------ Data ------

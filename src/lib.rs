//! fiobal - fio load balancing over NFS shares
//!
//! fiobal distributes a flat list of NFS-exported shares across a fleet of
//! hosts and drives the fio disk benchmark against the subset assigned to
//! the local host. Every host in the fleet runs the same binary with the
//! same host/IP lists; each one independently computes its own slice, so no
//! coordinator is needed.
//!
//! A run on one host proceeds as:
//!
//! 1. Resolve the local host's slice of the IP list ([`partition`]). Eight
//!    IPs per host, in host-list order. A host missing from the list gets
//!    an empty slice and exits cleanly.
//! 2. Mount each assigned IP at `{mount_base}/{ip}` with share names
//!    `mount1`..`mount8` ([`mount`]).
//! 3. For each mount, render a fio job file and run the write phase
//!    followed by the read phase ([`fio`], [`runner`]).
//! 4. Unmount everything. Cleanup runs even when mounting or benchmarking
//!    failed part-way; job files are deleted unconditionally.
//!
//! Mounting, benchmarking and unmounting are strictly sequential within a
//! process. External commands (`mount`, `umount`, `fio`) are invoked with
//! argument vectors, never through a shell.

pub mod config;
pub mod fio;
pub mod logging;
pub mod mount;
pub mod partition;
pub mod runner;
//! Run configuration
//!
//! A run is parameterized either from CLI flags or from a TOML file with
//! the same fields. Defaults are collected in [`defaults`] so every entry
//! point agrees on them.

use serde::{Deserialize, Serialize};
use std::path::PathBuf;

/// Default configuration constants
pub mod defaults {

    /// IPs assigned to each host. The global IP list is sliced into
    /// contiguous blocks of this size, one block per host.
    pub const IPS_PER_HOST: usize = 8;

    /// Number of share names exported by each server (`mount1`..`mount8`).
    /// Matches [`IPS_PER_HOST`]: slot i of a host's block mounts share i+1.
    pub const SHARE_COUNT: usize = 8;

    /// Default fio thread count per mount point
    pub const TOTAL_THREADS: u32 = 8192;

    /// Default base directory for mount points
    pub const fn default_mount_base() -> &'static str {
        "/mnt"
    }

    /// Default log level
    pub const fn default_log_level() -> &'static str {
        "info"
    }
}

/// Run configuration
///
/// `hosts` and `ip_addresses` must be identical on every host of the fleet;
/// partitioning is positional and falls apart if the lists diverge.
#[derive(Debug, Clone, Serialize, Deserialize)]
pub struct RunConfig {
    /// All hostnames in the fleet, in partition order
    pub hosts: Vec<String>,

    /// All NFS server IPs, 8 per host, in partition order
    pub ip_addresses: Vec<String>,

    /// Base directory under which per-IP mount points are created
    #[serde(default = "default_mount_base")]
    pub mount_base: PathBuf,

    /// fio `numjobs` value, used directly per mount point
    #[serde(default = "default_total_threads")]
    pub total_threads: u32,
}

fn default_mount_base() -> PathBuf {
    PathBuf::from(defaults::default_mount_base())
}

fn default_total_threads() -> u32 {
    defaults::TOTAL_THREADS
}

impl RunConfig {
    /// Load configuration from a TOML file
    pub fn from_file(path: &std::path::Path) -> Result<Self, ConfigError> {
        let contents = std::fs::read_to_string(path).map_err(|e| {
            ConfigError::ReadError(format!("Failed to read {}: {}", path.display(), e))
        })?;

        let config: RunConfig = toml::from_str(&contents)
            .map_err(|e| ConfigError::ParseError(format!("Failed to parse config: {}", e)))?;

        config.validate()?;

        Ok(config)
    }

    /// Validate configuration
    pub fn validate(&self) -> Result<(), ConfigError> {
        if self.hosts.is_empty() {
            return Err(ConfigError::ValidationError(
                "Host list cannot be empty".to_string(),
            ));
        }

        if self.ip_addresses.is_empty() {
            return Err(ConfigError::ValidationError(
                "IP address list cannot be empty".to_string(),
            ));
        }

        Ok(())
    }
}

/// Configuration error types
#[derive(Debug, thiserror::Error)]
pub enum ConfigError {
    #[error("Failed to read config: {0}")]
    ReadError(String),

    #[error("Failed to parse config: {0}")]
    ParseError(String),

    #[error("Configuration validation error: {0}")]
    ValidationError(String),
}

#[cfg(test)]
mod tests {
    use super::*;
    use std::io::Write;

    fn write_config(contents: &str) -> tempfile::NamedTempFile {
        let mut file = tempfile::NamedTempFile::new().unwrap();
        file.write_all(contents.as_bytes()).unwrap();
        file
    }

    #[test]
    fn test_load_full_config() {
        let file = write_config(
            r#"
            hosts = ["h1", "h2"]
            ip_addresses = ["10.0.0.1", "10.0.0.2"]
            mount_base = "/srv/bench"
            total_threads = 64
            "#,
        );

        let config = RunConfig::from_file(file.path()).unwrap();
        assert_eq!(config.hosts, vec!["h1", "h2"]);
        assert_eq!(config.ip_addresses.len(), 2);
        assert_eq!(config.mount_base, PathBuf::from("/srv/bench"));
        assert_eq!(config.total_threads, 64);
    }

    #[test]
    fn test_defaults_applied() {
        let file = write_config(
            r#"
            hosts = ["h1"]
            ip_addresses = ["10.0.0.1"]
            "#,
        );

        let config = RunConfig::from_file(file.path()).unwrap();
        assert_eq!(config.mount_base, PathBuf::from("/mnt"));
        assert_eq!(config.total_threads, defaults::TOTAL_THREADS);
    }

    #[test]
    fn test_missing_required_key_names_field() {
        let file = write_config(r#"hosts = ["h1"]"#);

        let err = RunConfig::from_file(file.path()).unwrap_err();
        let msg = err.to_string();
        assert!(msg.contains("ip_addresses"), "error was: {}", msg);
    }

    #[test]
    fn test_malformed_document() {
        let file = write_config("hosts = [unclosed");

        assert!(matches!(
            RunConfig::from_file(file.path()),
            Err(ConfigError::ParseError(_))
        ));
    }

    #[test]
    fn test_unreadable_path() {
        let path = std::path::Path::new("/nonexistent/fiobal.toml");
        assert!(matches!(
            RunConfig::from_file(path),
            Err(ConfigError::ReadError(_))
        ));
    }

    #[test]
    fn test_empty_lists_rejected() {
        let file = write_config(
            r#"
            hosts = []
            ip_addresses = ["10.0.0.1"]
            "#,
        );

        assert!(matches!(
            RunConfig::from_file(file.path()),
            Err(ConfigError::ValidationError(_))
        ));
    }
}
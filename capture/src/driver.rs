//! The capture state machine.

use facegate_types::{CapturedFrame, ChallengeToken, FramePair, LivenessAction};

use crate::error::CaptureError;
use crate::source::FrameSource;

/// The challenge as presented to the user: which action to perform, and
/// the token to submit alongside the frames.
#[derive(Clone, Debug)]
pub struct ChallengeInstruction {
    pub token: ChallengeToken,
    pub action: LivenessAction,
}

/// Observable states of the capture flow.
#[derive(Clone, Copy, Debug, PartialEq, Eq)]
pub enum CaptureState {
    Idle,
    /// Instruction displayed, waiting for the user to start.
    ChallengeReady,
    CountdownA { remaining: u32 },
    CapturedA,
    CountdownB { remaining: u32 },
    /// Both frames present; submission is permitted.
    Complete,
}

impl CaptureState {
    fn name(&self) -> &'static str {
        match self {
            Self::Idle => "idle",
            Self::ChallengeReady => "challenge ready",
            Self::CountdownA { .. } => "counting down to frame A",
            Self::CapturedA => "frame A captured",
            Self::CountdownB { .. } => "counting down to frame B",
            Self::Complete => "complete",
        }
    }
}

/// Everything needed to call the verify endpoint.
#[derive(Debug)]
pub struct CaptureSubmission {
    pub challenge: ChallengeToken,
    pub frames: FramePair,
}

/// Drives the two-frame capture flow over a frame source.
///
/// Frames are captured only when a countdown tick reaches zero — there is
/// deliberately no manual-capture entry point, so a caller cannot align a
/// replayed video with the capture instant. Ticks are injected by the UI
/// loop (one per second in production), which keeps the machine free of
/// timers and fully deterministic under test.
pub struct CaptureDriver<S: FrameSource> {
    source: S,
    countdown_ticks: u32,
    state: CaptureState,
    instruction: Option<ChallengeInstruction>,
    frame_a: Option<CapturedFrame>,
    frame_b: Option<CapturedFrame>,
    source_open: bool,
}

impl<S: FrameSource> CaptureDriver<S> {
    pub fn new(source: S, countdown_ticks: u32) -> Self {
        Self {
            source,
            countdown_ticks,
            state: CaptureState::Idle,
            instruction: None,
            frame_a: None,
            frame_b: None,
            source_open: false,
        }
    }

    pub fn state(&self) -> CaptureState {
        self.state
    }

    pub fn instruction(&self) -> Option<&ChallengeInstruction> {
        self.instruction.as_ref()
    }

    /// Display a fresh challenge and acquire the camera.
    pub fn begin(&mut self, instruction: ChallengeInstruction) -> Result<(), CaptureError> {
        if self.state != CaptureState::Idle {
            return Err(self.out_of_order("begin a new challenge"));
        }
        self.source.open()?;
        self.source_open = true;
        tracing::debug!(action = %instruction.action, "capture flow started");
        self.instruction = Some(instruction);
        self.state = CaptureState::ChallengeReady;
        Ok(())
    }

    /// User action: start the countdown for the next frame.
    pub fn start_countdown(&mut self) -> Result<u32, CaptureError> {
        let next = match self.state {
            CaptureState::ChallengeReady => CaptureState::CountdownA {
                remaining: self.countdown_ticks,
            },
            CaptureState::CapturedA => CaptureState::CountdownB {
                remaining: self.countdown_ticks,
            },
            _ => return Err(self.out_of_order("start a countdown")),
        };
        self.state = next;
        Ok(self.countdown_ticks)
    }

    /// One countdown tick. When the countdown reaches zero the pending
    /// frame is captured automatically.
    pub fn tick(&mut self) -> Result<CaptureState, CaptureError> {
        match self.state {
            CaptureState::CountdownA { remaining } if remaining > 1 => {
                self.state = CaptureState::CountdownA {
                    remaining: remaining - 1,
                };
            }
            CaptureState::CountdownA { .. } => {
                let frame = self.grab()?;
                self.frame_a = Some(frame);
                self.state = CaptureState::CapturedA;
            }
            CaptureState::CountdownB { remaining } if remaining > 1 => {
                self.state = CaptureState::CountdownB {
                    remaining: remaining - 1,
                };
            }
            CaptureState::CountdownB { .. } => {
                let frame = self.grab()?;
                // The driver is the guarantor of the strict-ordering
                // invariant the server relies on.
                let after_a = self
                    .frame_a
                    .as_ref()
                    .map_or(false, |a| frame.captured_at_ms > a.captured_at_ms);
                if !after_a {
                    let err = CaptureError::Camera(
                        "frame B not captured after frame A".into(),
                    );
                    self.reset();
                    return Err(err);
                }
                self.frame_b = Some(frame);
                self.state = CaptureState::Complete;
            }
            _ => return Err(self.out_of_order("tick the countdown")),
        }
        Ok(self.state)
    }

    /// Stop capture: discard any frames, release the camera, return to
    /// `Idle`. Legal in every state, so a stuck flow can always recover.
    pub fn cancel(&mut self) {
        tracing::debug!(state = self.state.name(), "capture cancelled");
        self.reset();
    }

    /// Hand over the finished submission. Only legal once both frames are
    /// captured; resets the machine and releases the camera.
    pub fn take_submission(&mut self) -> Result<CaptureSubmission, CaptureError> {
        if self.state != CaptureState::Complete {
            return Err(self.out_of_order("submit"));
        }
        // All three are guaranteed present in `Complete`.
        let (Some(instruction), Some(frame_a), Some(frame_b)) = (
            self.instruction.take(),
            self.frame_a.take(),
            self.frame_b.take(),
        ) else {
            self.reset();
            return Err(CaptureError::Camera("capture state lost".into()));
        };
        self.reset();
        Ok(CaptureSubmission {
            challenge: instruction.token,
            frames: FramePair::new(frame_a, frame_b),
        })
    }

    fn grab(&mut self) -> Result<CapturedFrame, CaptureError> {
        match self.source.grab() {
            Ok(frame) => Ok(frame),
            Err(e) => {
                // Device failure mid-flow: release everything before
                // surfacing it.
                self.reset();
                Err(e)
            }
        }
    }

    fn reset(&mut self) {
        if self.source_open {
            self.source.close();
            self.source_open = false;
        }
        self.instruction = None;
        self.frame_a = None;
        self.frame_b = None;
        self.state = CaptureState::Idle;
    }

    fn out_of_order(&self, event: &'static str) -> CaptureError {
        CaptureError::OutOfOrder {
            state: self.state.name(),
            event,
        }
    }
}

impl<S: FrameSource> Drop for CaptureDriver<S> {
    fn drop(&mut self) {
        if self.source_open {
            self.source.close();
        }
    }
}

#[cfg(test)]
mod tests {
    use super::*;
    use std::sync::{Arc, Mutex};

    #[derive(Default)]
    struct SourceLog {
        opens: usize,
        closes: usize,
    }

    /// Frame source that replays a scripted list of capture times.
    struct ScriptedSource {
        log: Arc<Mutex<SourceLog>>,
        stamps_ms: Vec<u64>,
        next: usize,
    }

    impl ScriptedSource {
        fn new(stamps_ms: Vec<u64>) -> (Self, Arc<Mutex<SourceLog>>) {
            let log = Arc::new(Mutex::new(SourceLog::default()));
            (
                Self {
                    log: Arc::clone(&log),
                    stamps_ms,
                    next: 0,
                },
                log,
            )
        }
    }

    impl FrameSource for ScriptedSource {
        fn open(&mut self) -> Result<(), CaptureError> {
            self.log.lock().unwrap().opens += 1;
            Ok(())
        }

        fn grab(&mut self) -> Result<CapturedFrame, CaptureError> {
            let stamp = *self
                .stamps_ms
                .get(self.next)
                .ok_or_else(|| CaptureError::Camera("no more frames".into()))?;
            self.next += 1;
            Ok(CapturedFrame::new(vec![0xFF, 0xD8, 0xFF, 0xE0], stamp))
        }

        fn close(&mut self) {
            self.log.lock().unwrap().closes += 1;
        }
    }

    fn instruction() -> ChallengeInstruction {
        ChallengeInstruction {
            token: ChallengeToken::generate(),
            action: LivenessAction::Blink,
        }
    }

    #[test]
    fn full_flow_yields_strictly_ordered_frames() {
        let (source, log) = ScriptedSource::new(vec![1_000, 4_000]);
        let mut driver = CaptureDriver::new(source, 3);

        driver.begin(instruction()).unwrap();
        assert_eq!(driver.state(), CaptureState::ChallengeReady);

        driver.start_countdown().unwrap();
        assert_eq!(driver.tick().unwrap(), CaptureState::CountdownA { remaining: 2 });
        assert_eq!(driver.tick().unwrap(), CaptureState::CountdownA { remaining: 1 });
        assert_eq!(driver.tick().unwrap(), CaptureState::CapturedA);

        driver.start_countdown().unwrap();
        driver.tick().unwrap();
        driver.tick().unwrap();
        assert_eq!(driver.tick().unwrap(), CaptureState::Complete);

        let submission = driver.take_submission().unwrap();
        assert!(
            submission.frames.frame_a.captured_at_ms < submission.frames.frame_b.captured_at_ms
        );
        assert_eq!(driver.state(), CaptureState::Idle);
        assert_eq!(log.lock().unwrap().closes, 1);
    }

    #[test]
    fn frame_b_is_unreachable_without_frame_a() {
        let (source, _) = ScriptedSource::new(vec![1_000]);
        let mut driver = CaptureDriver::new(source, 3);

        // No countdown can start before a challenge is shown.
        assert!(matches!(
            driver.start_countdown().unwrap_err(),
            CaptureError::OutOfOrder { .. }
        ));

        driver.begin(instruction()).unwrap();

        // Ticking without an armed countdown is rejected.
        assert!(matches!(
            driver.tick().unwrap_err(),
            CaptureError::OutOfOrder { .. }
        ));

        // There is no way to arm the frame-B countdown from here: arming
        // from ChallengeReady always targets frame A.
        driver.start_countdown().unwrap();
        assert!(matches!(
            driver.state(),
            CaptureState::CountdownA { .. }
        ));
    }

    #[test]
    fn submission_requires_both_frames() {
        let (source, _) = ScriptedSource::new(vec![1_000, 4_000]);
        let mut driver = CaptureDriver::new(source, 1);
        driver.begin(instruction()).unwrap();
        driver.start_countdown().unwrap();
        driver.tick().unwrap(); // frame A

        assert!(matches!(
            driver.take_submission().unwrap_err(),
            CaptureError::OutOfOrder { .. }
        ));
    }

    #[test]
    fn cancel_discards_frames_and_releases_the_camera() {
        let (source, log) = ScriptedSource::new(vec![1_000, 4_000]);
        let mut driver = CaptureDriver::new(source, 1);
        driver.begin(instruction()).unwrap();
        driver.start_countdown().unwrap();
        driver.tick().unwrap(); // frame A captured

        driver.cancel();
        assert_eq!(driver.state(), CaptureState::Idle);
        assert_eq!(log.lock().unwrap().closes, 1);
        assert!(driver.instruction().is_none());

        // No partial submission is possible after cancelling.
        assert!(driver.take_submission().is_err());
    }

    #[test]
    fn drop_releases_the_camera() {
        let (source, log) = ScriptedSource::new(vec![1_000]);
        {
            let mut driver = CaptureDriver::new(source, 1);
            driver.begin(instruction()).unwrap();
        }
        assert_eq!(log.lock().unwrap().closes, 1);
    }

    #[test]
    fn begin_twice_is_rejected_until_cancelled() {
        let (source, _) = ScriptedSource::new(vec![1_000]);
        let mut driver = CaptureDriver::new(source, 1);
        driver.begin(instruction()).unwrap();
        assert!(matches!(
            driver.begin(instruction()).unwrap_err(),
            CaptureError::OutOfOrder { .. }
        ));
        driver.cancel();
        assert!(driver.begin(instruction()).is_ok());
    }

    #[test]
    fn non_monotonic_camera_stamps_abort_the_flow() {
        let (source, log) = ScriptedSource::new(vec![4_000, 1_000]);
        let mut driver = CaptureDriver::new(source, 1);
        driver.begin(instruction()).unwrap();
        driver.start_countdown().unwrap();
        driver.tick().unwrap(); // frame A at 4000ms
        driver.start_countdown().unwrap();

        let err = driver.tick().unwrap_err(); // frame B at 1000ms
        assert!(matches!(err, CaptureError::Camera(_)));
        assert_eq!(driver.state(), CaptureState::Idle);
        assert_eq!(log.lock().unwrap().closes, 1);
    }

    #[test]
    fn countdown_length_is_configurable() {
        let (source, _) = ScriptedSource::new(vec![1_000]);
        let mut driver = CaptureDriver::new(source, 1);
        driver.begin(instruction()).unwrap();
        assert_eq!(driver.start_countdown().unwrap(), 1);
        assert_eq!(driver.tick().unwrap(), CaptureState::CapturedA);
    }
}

------

- Instructions to follow
Sift the material for lines that include the word "local", and copy each one.

- Result
//! the local host. Every host in the fleet runs the same binary with the
//! 1. Resolve the local host's slice of the IP list ([`partition`]). Eight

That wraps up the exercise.